_Action item_
For the listing below, work out the number of lines that hold "exactly" and return that number alone.

_Provided records_
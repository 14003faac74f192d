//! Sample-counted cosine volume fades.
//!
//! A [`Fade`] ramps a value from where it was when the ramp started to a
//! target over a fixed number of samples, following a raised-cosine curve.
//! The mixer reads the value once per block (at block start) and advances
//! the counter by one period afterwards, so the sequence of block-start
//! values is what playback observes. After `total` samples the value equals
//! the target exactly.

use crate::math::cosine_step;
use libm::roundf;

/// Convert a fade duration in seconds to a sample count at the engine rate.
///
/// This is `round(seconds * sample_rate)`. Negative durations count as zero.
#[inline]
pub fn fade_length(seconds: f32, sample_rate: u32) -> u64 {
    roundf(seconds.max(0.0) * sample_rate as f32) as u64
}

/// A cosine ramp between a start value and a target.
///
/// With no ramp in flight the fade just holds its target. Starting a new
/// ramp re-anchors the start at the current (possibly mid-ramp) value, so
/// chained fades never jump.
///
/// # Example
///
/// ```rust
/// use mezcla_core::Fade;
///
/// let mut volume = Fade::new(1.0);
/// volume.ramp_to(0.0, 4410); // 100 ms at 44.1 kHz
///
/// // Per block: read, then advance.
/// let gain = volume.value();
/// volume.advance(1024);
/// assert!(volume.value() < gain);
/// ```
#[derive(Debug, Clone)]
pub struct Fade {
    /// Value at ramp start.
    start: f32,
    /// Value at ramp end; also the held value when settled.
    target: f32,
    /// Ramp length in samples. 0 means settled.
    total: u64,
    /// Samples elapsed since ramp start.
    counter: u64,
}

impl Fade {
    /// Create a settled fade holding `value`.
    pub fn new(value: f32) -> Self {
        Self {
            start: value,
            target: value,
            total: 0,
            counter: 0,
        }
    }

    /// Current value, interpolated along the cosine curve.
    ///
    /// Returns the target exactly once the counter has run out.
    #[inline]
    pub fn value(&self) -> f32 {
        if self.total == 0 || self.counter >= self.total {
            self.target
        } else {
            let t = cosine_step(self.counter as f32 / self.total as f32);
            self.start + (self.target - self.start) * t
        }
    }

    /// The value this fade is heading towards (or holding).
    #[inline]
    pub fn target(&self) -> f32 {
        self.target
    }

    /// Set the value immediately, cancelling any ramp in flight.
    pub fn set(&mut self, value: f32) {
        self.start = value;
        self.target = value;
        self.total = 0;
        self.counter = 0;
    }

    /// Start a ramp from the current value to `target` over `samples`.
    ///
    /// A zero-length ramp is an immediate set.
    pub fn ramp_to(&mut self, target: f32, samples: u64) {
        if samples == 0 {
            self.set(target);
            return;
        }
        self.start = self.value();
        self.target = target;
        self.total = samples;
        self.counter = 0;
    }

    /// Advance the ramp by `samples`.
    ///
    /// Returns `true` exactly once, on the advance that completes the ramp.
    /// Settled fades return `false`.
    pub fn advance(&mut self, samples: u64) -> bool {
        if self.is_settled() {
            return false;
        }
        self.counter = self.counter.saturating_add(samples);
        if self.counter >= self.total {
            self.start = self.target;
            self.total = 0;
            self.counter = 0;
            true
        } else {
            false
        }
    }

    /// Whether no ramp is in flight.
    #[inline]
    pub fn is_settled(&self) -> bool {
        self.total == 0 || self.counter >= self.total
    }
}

==

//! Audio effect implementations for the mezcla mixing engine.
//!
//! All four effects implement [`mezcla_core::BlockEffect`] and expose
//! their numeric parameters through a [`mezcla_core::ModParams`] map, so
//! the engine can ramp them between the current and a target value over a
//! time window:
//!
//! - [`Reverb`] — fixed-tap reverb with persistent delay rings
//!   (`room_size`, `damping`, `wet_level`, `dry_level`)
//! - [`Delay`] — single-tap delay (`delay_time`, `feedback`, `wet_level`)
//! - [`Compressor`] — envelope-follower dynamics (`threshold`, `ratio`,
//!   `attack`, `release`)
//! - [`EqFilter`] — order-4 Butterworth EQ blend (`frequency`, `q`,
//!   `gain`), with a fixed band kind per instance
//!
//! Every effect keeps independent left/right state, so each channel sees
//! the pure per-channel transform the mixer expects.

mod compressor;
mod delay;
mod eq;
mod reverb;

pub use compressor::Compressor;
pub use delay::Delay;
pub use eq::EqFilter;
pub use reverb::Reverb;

_Response below_
3